ClickHouse server uses [ZooKeeper](https://zookeeper.apache.org/) coordination system for data [replication](../engines/table-engines/mergetree-family/replication.md) and [distributed DDL](../sql-reference/distributed-ddl.md) queries execution. ClickHouse Keeper is an alternative coordination system compatible with ZooKeeper.
ZooKeeper is one of the first well-known open-source coordination systems. It's implemented in Java, has quite a simple and powerful data model.

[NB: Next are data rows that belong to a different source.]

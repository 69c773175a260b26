//! Poly invocations in argument position.
//!
//! An argument `g(..)` whose type depends on its target is not solved on its
//! own. The outer session's reduction state is set aside, the inner
//! invocation goes through overload resolution with the outer session as
//! its parent, and the winner's bound set (B3: its applicability bounds plus
//! `‹R → T›` for the outer formal `T`) is handed to the outer session. The
//! inner variables become outer variables from then on, and the inner
//! session's result is read back once the outer session is resolved.
//!
//! Bounds travel through an outbox. The inner session stages its bound set
//! there once overload resolution at the inner site has picked it. While the
//! outer session is still competing in overload resolution at its own site
//! the staged bounds stay put; applicability of the outer candidate is
//! checked against a copy that includes them. They are flushed when the
//! outer site has chosen its candidate, landing in the outer bound set
//! directly when it is accepting and otherwise in its inbox until the next
//! reduction step.

use super::bound_set::BoundSet;
use super::engine::InferenceEngine;
use super::session::{SessionId, SuspendedState};
use crate::error::{InferenceError, SessionFlags};
use crate::expr::ExprId;
use crate::types::TypeId;
use gti_common::limits::{NESTED_STACK_RED_ZONE, NESTED_STACK_SEGMENT};
use tracing::{debug, trace};

impl<'a> InferenceEngine<'a> {
    /// Set aside the reduction state of session `outer` while the poly
    /// argument at `site` is solved.
    pub(crate) fn enter_poly(&mut self, outer: SessionId, site: ExprId) -> Result<SuspendedState, InferenceError> {
        let session = self.session_mut(outer)?;
        let pending = std::mem::take(&mut session.pending);
        trace!(session = %outer, site = site.0, pending = pending.len(), "suspend for poly argument");
        Ok(SuspendedState {
            session: outer,
            site,
            pending,
        })
    }

    /// Restore a suspended session. When the poly argument was solved by
    /// `inner`, the inner variables and deferred constraints move to the
    /// outer session.
    pub(crate) fn resume_suspended(
        &mut self,
        state: SuspendedState,
        inner: Option<SessionId>,
    ) -> Result<(), InferenceError> {
        let SuspendedState {
            session: outer,
            site,
            mut pending,
        } = state;

        let carried = match inner {
            Some(inner) => {
                let session = self.session_mut(inner)?;
                Some((
                    session.variables.clone(),
                    std::mem::take(&mut session.deferred),
                    session.flags - SessionFlags::USES_VARARGS,
                    session.missing.clone(),
                    session.lambda_params.clone(),
                ))
            }
            None => None,
        };

        let session = self.session_mut(outer)?;
        pending.append(&mut session.pending);
        session.pending = pending;
        let Some((variables, deferred, flags, missing, lambda_params)) = carried else {
            return Ok(());
        };
        for var in variables {
            if !session.has_variable(var.ty) {
                session.bounds.register(var.ty);
                session.variables.push(var);
            }
        }
        session.deferred.extend(deferred);
        session.flags |= flags;
        for name in missing {
            if !session.missing.contains(&name) {
                session.missing.push(name);
            }
        }
        for (lambda, params) in lambda_params {
            session.lambda_params.entry(lambda).or_insert(params);
        }
        if let Some(inner) = inner {
            session.nested.push((site, inner));
        }
        debug!(
            session = %outer,
            site = site.0,
            variables = session.variables.len(),
            deferred = session.deferred.len(),
            bounds = session.bounds.len(),
            "resumed after poly argument"
        );
        Ok(())
    }

    /// Stage session `id`'s current bound set for its parent.
    pub(crate) fn push_bounds_to_outer(&mut self, id: SessionId) -> Result<(), InferenceError> {
        self.drain_inbox(id)?;
        let session = self.session_mut(id)?;
        if session.outer.is_some() {
            session.outbox = Some(session.bounds.clone());
        }
        Ok(())
    }

    /// Deliver staged bounds to the parent session.
    pub(crate) fn flush_bound_outbox(&mut self, id: SessionId) -> Result<(), InferenceError> {
        let session = self.session_mut(id)?;
        let (Some(outbox), Some(outer)) = (session.outbox.take(), session.outer) else {
            return Ok(());
        };
        let db = self.db;
        let parent = self.session_mut(outer)?;
        if parent.accepting_inner_bounds {
            parent.bounds.merge(db, &outbox);
            trace!(session = %id, outer = %outer, "bounds merged into outer session");
        } else {
            parent.inbox.push(outbox);
            trace!(session = %id, outer = %outer, "bounds queued for outer session");
        }
        Ok(())
    }

    /// Flush the outboxes of the poly arguments solved in session `id`.
    /// Called once overload resolution at `id`'s site has chosen `id`.
    pub(crate) fn flush_nested_outboxes(&mut self, id: SessionId) -> Result<(), InferenceError> {
        let nested: Vec<SessionId> = self.session(id)?.nested.iter().map(|&(_, n)| n).collect();
        for inner in nested {
            self.flush_bound_outbox(inner)?;
        }
        Ok(())
    }

    /// Bounds staged by the poly arguments of session `id` and not yet
    /// flushed.
    pub(crate) fn staged_inner_bounds(&self, id: SessionId) -> Result<Vec<BoundSet>, InferenceError> {
        let session = self.session(id)?;
        Ok(session
            .nested
            .iter()
            .filter_map(|&(_, inner)| self.session(inner).ok()?.outbox.clone())
            .collect())
    }

    /// Merge bounds queued by nested sessions.
    pub(crate) fn drain_inbox(&mut self, id: SessionId) -> Result<(), InferenceError> {
        let db = self.db;
        let session = self.session_mut(id)?;
        for bounds in std::mem::take(&mut session.inbox) {
            session.bounds.merge(db, &bounds);
        }
        Ok(())
    }

    /// `‹g(..) → target›` for a poly invocation `g(..)` in session `outer`.
    pub(crate) fn reduce_poly_invocation(
        &mut self,
        outer: SessionId,
        expr: ExprId,
        target: TypeId,
        soft: bool,
    ) -> Result<(), InferenceError> {
        self.enter_nested()?;
        let state = match self.enter_poly(outer, expr) {
            Ok(state) => state,
            Err(err) => {
                self.leave_nested();
                return Err(err);
            }
        };
        let solved = stacker::maybe_grow(NESTED_STACK_RED_ZONE, NESTED_STACK_SEGMENT, || {
            self.solve_poly_argument(outer, expr, target, soft)
        });
        let resumed = self.resume_suspended(state, solved.as_ref().ok().copied());
        self.leave_nested();
        let inner = solved?;
        resumed?;
        // Past overload resolution at the outer site the bounds can go
        // straight in.
        if self.session(outer)?.accepting_inner_bounds {
            self.flush_bound_outbox(inner)?;
        }
        Ok(())
    }

    fn solve_poly_argument(
        &mut self,
        outer: SessionId,
        expr: ExprId,
        target: TypeId,
        soft: bool,
    ) -> Result<SessionId, InferenceError> {
        let exprs = self.exprs;
        let inv = exprs
            .invocation_of(expr)
            .ok_or_else(|| InferenceError::IncompleteInformation {
                missing: format!("invocation at expression {}", expr.0),
            })?;
        let applicable = self.applicable_candidates(expr, &inv.candidates, &inv.explicit_type_args, Some(outer))?;
        let chosen = self.select_most_specific(expr, applicable)?;

        {
            let session = self.session_mut(chosen)?;
            if let Some(b2) = &session.applicability_bounds {
                session.bounds = b2.clone();
            }
            session.accepting_inner_bounds = true;
        }
        self.flush_nested_outboxes(chosen)?;
        let checkpoint = self.checkpoint(chosen)?;
        if let Err(err) = self.add_return_compatibility(chosen, target) {
            if !soft {
                self.release_tree(chosen);
                return Err(err);
            }
            debug!(site = expr.0, error = %err.describe(self.db), "lenient return compatibility ignored");
            self.restore(chosen, checkpoint)?;
            self.session_mut(chosen)?.flags |= SessionFlags::RAW_LENIENCY;
        }
        self.push_bounds_to_outer(chosen)?;
        debug!(site = expr.0, session = %chosen, outer = %outer, "poly argument staged");
        Ok(chosen)
    }
}

#[cfg(test)]
#[path = "../../tests/poly_tests.rs"]
mod tests;
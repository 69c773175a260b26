//! Functional interface queries.
//!
//! A functional interface is a class declaration with a `FunctionalMethod`.
//! Its function type for a given parameterization is the single abstract
//! method with the class type parameters replaced by the arguments. When the
//! parameterization has wildcards, the non-wildcard parameterization is used
//! instead.

use crate::db::TypeDatabase;
use crate::instantiate::{TypeSubstitution, instantiate_type};
use crate::lub::glb;
use crate::subtype::SubtypeChecker;
use crate::types::{ClassId, TypeData, TypeId, Wildcard};
use crate::visitor::contains_type_parameters;

/// The function type of a functional interface parameterization.
#[derive(Clone, Debug, PartialEq, Eq)]
pub struct FunctionType {
    pub params: Vec<TypeId>,
    pub return_type: TypeId,
    pub thrown: Vec<TypeId>,
}

impl FunctionType {
    #[inline]
    pub fn arity(&self) -> usize {
        self.params.len()
    }

    #[inline]
    pub fn is_void(&self) -> bool {
        self.return_type == TypeId::VOID
    }
}

/// The functional interface declaration `ty` refers to, if any.
pub fn functional_class(db: &dyn TypeDatabase, ty: TypeId) -> Option<ClassId> {
    match db.lookup(ty)? {
        TypeData::Class(r) => db
            .class_decl(r.decl)
            .and_then(|d| d.functional.as_ref().map(|_| r.decl)),
        TypeData::Raw(decl) => db
            .class_decl(decl)
            .and_then(|d| d.functional.as_ref().map(|_| decl)),
        TypeData::Intersection(list) => db
            .type_list(list)
            .iter()
            .find_map(|&m| functional_class(db, m)),
        _ => None,
    }
}

pub fn is_functional_interface(db: &dyn TypeDatabase, ty: TypeId) -> bool {
    functional_class(db, ty).is_some()
}

/// Function type of `ty`, or `None` when `ty` is not a functional interface.
pub fn functional_signature(db: &dyn TypeDatabase, ty: TypeId) -> Option<FunctionType> {
    if let Some(members) = db.intersection_members(ty) {
        return members
            .iter()
            .find_map(|&m| functional_signature(db, m));
    }
    let decl_id = functional_class(db, ty)?;
    let decl = db.class_decl(decl_id)?;
    let method = decl.functional.as_ref()?;

    match db.lookup(ty)? {
        TypeData::Raw(_) => {
            let checker = SubtypeChecker::new(db);
            Some(FunctionType {
                params: method.params.iter().map(|&p| checker.erasure(p)).collect(),
                return_type: checker.erasure(method.return_type),
                thrown: method.thrown.iter().map(|&t| checker.erasure(t)).collect(),
            })
        }
        TypeData::Class(_) => {
            let ground = non_wildcard_parameterization(db, ty).unwrap_or(ty);
            let (_, args) = db.class_parts(ground)?;
            let subst = TypeSubstitution::from_params(db, &decl.type_params, &args);
            Some(FunctionType {
                params: method
                    .params
                    .iter()
                    .map(|&p| instantiate_type(db, p, &subst))
                    .collect(),
                return_type: instantiate_type(db, method.return_type, &subst),
                thrown: method
                    .thrown
                    .iter()
                    .map(|&t| instantiate_type(db, t, &subst))
                    .collect(),
            })
        }
        _ => None,
    }
}

/// Replace each wildcard argument with a concrete type: `?` takes the
/// parameter's bound, `? extends U` takes `glb(U, bound)`, `? super L` takes
/// `L`. Bounds that mention type parameters are replaced by the wildcard's
/// own bound (or `Object`).
///
/// Returns `None` when `ty` has no wildcards or a glb does not exist.
pub fn non_wildcard_parameterization(db: &dyn TypeDatabase, ty: TypeId) -> Option<TypeId> {
    let (decl_id, args) = db.class_parts(ty)?;
    if !args.iter().any(|&a| db.as_wildcard(a).is_some()) {
        return None;
    }
    let decl = db.class_decl(decl_id)?;
    let mut ground = Vec::with_capacity(args.len());
    for (i, &arg) in args.iter().enumerate() {
        let declared = decl
            .type_params
            .get(i)
            .map(|&p| db.intersection(db.type_param_bounds(p)))
            .unwrap_or(TypeId::OBJECT);
        let usable_bound = !contains_type_parameters(db, declared);
        let replacement = match db.as_wildcard(arg) {
            None => arg,
            Some(Wildcard::Unbounded) => {
                if usable_bound {
                    declared
                } else {
                    TypeId::OBJECT
                }
            }
            Some(Wildcard::Extends(upper)) => {
                if !usable_bound || declared == TypeId::OBJECT {
                    upper
                } else {
                    glb(db, &[upper, declared])?
                }
            }
            Some(Wildcard::Super(lower)) => lower,
        };
        ground.push(replacement);
    }
    Some(db.class_type(decl_id, ground))
}

#[cfg(test)]
#[path = "../tests/functional_tests.rs"]
mod tests;
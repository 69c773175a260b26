//! Inference failures and soft outcome flags.

use crate::db::TypeDatabase;
use crate::expr::ExprId;
use crate::format::TypeFormatter;
use crate::infer::constraint::ConstraintRelation;
use crate::types::{MethodId, TypeId};
use bitflags::bitflags;
use thiserror::Error;

/// Coarse classification of a failure for the caller.
#[derive(Clone, Copy, Debug, PartialEq, Eq)]
pub enum FailureKind {
    /// The bound set reached `false`: no instantiation exists.
    NoSolution,
    /// A referenced type was unavailable. Recorded, not necessarily fatal.
    IncompleteInformation,
    /// A structural contradiction or protocol violation.
    HardFailure,
}

#[derive(Clone, Debug, PartialEq, Eq, Error)]
pub enum InferenceError {
    #[error("no solution: type {} {relation} type {}", .left.0, .right.0)]
    NoSolution {
        left: TypeId,
        relation: ConstraintRelation,
        right: TypeId,
    },
    #[error("structural mismatch between type {} and type {}", .left.0, .right.0)]
    StructuralMismatch { left: TypeId, right: TypeId },
    #[error("resolution made no progress with {uninstantiated} variables left")]
    ResolutionStall { uninstantiated: usize },
    #[error("incorporation did not converge after {rounds} rounds")]
    IncorporationLimit { rounds: u32 },
    #[error("incomplete information: {missing}")]
    IncompleteInformation { missing: String },
    #[error("arity mismatch: expected {expected}, found {actual}")]
    ArityMismatch { expected: usize, actual: usize },
    #[error("type {} is not a functional interface", .ty.0)]
    NotFunctionalInterface { ty: TypeId },
    #[error("no applicable candidate at expression {}", .site.0)]
    NoApplicableCandidate { site: ExprId },
    #[error("ambiguous invocation at expression {}: {} candidates", .site.0, .candidates.len())]
    Ambiguous {
        site: ExprId,
        candidates: Vec<MethodId>,
    },
    #[error("nested inference deeper than {depth}")]
    NestingTooDeep { depth: u32 },
    #[error("unknown inference session {id}")]
    UnknownSession { id: u32 },
}

impl InferenceError {
    pub fn kind(&self) -> FailureKind {
        match self {
            InferenceError::NoSolution { .. }
            | InferenceError::ResolutionStall { .. }
            | InferenceError::IncorporationLimit { .. }
            | InferenceError::ArityMismatch { .. } => FailureKind::NoSolution,
            InferenceError::IncompleteInformation { .. } => FailureKind::IncompleteInformation,
            InferenceError::StructuralMismatch { .. }
            | InferenceError::NotFunctionalInterface { .. }
            | InferenceError::NoApplicableCandidate { .. }
            | InferenceError::Ambiguous { .. }
            | InferenceError::NestingTooDeep { .. }
            | InferenceError::UnknownSession { .. } => FailureKind::HardFailure,
        }
    }

    /// Like `Display`, with types rendered by name.
    pub fn describe(&self, db: &dyn TypeDatabase) -> String {
        let fmt = TypeFormatter::new(db);
        match self {
            InferenceError::NoSolution {
                left,
                relation,
                right,
            } => format!(
                "no solution: {} {relation} {}",
                fmt.format(*left),
                fmt.format(*right)
            ),
            InferenceError::StructuralMismatch { left, right } => format!(
                "structural mismatch between {} and {}",
                fmt.format(*left),
                fmt.format(*right)
            ),
            InferenceError::NotFunctionalInterface { ty } => {
                format!("{} is not a functional interface", fmt.format(*ty))
            }
            other => other.to_string(),
        }
    }
}

bitflags! {
    /// Soft outcomes recorded on a session instead of failing it.
    #[derive(Clone, Copy, Debug, Default, PartialEq, Eq, Hash)]
    pub struct SessionFlags: u8 {
        const UNCHECKED_CONVERSION = 1 << 0;
        const RAW_LENIENCY = 1 << 1;
        const MISSING_TYPE = 1 << 2;
        const USES_VARARGS = 1 << 3;
        const CAPTURE_FALLBACK = 1 << 4;
    }
}

impl SessionFlags {
    pub fn names(self) -> Vec<&'static str> {
        self.iter_names().map(|(name, _)| name).collect()
    }
}

#[cfg(test)]
#[path = "../tests/error_tests.rs"]
mod tests;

ZooKeeper's coordination algorithm called ZAB (ZooKeeper Atomic Broadcast) doesn't provide linearizability guarantees for reads, because each ZooKeeper node serves reads locally. Unlike ZooKeeper ClickHouse Keeper is written in C++ and uses [RAFT algorithm](https://raft.github.io/) [implementation](https://github.com/eBay/NuRaft). This algorithm allows to have linearizability for reads and writes, has several open-source implementations in different languages.
By default, ClickHouse Keeper provides the same guarantees as ZooKeeper (linearizable writes, non-linearizable reads). It has a compatible client-server protocol, so any standard ZooKeeper client can be used to interact with ClickHouse Keeper. Snapshots and logs have an incompatible format with ZooKeeper, but `clickhouse-keeper-converter` tool allows to convert ZooKeeper data to ClickHouse Keeper snapshot. Interserver protocol in ClickHouse Keeper is also incompatible with ZooKeeper so mixed ZooKeeper / ClickHouse Keeper cluster is impossible.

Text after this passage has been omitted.